Where does "impl" appear in the data? Return each line that holds it.

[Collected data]
-- Opening Marker --

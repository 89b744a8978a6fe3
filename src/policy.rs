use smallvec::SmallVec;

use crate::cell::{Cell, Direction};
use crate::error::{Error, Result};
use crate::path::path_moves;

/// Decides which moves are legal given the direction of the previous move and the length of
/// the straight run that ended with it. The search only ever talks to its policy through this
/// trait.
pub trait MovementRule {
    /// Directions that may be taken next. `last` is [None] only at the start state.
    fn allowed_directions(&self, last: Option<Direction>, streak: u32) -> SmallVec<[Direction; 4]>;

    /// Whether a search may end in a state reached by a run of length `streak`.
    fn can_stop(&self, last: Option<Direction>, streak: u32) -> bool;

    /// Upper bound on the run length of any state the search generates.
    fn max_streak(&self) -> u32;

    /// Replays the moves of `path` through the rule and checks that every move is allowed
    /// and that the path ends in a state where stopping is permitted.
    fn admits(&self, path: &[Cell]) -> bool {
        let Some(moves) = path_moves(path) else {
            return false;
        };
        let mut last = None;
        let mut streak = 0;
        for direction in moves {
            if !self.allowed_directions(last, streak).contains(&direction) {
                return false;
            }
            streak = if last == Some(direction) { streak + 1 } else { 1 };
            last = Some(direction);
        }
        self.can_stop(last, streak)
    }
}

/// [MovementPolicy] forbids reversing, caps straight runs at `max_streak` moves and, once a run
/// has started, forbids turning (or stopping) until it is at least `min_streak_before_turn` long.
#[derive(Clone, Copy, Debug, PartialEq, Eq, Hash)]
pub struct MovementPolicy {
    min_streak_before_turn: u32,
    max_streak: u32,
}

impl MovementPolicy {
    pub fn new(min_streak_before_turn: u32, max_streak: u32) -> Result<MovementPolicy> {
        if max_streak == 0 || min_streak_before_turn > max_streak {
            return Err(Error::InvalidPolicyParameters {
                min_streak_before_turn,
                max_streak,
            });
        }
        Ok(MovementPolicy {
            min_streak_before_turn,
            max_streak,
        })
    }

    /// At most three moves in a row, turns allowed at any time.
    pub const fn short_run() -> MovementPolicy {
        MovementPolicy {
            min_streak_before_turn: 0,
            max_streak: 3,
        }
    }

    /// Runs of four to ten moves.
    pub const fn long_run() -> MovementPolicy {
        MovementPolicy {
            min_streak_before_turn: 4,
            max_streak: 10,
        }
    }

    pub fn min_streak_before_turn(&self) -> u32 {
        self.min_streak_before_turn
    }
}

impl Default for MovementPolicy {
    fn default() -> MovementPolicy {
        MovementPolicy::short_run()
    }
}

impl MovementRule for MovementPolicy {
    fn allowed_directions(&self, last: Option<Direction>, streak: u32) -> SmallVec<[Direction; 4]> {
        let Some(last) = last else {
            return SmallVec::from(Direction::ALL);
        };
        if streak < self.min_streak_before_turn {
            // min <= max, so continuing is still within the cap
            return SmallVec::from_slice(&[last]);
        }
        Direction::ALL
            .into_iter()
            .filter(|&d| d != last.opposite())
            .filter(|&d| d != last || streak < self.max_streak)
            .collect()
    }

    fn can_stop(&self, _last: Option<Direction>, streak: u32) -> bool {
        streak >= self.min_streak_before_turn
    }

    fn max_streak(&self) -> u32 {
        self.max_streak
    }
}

-- Closing Marker --
-- Opening Marker --

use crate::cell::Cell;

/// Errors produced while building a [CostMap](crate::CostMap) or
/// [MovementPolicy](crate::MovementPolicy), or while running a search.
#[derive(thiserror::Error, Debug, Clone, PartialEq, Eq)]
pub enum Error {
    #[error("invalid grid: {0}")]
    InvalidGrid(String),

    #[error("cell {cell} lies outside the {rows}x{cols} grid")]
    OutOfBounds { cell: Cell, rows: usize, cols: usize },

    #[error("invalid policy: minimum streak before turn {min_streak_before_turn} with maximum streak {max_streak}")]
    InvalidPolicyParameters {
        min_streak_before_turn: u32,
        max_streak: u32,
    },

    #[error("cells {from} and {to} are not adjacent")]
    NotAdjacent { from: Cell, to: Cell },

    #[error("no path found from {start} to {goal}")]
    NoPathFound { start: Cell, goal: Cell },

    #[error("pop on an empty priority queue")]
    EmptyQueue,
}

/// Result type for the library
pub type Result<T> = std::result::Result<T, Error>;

-- Closing Marker --

_Your response_.
impl MovementPolicy {
impl Default for MovementPolicy {
impl MovementRule for MovementPolicy {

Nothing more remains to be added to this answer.